**Work instruction:**
Which lines below fall between the one containing "self.inner.read().max_chunk_id() + 1" and the one containing "let modified: DateTime<Utc>"? Repeat them exactly, counting both of those lines, and add nothing else.

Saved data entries
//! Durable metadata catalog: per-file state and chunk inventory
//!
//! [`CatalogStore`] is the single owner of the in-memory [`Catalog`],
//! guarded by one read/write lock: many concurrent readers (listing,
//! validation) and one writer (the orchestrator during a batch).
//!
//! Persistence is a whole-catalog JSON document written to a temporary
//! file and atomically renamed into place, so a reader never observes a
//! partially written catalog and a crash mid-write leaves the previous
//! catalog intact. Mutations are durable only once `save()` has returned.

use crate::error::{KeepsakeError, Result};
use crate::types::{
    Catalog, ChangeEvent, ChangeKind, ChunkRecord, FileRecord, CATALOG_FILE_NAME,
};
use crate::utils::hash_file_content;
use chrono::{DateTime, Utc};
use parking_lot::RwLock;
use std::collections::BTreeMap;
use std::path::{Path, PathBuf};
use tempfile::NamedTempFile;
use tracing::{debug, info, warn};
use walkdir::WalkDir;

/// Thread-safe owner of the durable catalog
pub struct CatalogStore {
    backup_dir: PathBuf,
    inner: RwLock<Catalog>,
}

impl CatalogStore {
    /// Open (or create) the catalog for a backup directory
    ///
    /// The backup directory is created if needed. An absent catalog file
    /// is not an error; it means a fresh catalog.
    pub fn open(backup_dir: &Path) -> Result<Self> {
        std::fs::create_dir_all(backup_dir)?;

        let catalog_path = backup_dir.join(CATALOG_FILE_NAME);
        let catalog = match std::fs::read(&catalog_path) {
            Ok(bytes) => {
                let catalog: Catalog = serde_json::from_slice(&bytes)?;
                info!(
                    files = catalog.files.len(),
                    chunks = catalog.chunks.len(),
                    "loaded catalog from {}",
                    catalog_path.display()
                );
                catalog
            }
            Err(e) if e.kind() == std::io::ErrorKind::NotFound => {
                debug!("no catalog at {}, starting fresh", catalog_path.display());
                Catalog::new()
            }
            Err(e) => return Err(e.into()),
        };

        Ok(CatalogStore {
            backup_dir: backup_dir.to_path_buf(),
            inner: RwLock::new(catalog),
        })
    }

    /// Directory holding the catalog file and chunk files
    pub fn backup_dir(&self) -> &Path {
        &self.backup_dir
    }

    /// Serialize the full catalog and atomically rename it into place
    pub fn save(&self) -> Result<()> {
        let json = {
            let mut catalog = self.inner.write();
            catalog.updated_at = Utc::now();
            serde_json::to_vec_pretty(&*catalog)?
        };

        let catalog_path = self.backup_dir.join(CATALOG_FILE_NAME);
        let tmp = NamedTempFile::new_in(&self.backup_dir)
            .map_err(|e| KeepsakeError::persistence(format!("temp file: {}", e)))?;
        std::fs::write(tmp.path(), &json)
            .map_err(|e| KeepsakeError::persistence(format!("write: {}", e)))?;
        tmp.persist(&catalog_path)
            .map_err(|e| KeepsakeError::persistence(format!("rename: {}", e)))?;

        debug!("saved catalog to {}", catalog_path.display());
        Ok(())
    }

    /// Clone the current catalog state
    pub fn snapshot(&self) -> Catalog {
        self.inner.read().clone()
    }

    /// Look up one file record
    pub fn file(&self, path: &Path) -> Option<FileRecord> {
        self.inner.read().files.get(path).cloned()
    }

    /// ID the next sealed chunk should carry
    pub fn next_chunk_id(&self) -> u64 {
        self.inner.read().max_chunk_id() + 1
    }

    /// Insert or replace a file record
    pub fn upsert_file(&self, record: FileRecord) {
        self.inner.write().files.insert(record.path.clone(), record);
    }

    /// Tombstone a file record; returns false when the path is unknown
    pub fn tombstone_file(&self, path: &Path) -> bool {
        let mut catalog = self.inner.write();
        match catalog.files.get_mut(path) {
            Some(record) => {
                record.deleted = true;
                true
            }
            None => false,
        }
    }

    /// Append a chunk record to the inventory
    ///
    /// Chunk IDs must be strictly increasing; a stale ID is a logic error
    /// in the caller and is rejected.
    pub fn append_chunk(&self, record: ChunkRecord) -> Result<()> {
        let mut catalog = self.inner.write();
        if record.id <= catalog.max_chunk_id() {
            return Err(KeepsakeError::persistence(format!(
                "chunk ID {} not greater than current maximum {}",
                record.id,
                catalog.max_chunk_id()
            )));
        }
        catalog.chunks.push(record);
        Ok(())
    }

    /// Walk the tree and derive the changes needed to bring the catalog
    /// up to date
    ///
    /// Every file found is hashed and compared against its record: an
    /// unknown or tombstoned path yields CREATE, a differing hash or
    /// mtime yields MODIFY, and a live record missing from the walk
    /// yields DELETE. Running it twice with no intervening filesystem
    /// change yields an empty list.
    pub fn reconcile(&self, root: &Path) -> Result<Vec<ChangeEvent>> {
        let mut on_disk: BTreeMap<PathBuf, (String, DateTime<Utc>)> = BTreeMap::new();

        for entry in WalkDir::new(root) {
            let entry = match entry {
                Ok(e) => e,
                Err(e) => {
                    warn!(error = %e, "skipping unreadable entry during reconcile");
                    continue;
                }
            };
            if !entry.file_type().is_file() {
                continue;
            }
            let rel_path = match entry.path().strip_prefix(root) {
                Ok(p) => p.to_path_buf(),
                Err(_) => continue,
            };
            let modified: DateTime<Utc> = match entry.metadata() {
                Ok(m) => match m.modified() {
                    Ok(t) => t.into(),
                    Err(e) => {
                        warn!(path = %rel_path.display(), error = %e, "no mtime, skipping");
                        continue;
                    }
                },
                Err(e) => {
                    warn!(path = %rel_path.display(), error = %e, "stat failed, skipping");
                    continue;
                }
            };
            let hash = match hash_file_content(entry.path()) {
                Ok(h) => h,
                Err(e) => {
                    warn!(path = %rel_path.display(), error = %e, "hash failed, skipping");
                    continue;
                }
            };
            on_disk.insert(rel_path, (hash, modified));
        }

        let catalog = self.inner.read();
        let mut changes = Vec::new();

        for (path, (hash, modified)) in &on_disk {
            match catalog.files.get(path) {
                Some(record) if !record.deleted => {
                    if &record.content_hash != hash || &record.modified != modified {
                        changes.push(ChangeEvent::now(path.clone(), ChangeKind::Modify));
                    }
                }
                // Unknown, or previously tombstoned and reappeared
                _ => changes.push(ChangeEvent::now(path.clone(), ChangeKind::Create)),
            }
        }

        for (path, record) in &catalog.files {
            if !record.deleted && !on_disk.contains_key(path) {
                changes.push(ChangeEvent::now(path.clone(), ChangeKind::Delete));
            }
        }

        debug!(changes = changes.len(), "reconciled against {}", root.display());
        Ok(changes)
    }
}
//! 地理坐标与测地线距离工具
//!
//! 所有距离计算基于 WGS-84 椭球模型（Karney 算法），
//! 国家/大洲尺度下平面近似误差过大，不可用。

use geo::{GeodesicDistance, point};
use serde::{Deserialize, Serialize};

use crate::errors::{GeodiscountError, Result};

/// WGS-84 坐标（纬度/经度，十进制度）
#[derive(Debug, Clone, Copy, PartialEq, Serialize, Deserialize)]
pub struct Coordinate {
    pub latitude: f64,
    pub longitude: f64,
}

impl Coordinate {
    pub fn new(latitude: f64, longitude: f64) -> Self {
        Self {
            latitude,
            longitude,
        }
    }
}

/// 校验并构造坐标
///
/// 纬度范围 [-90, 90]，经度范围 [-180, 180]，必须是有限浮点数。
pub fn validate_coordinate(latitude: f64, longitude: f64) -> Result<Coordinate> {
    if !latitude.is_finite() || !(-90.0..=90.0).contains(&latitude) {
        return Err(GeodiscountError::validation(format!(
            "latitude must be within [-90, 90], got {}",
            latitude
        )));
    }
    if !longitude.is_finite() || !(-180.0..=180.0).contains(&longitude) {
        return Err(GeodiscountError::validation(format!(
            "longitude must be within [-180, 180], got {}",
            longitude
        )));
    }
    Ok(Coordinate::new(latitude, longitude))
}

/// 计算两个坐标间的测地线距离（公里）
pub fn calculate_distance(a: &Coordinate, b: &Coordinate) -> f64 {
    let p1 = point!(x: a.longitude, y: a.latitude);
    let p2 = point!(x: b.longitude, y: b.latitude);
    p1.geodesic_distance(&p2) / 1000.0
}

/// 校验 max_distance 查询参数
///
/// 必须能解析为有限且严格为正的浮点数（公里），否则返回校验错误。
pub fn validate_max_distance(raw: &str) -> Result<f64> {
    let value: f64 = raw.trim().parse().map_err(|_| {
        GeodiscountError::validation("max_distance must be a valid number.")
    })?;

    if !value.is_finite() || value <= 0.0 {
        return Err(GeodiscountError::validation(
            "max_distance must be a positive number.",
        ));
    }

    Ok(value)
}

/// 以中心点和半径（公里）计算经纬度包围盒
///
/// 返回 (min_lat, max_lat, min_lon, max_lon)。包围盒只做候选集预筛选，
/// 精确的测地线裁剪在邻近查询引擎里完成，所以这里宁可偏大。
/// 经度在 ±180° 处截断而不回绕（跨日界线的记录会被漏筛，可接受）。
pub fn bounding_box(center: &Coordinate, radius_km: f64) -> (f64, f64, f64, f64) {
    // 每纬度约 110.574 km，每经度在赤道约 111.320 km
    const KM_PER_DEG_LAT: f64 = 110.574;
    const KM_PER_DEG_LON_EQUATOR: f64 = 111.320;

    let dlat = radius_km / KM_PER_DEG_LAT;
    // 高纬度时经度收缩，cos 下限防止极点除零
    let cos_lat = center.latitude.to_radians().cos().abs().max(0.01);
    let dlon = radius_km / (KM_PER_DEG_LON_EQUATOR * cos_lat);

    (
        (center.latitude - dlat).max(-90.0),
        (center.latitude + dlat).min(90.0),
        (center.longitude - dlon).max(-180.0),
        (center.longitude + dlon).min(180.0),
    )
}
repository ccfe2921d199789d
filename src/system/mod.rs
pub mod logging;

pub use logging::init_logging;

**Response area:**
        self.inner.read().max_chunk_id() + 1
    }

    /// Insert or replace a file record
    pub fn upsert_file(&self, record: FileRecord) {
        self.inner.write().files.insert(record.path.clone(), record);
    }

    /// Tombstone a file record; returns false when the path is unknown
    pub fn tombstone_file(&self, path: &Path) -> bool {
        let mut catalog = self.inner.write();
        match catalog.files.get_mut(path) {
            Some(record) => {
                record.deleted = true;
                true
            }
            None => false,
        }
    }

    /// Append a chunk record to the inventory
    ///
    /// Chunk IDs must be strictly increasing; a stale ID is a logic error
    /// in the caller and is rejected.
    pub fn append_chunk(&self, record: ChunkRecord) -> Result<()> {
        let mut catalog = self.inner.write();
        if record.id <= catalog.max_chunk_id() {
            return Err(KeepsakeError::persistence(format!(
                "chunk ID {} not greater than current maximum {}",
                record.id,
                catalog.max_chunk_id()
            )));
        }
        catalog.chunks.push(record);
        Ok(())
    }

    /// Walk the tree and derive the changes needed to bring the catalog
    /// up to date
    ///
    /// Every file found is hashed and compared against its record: an
    /// unknown or tombstoned path yields CREATE, a differing hash or
    /// mtime yields MODIFY, and a live record missing from the walk
    /// yields DELETE. Running it twice with no intervening filesystem
    /// change yields an empty list.
    pub fn reconcile(&self, root: &Path) -> Result<Vec<ChangeEvent>> {
        let mut on_disk: BTreeMap<PathBuf, (String, DateTime<Utc>)> = BTreeMap::new();

        for entry in WalkDir::new(root) {
            let entry = match entry {
                Ok(e) => e,
                Err(e) => {
                    warn!(error = %e, "skipping unreadable entry during reconcile");
                    continue;
                }
            };
            if !entry.file_type().is_file() {
                continue;
            }
            let rel_path = match entry.path().strip_prefix(root) {
                Ok(p) => p.to_path_buf(),
                Err(_) => continue,
            };
            let modified: DateTime<Utc> = match entry.metadata() {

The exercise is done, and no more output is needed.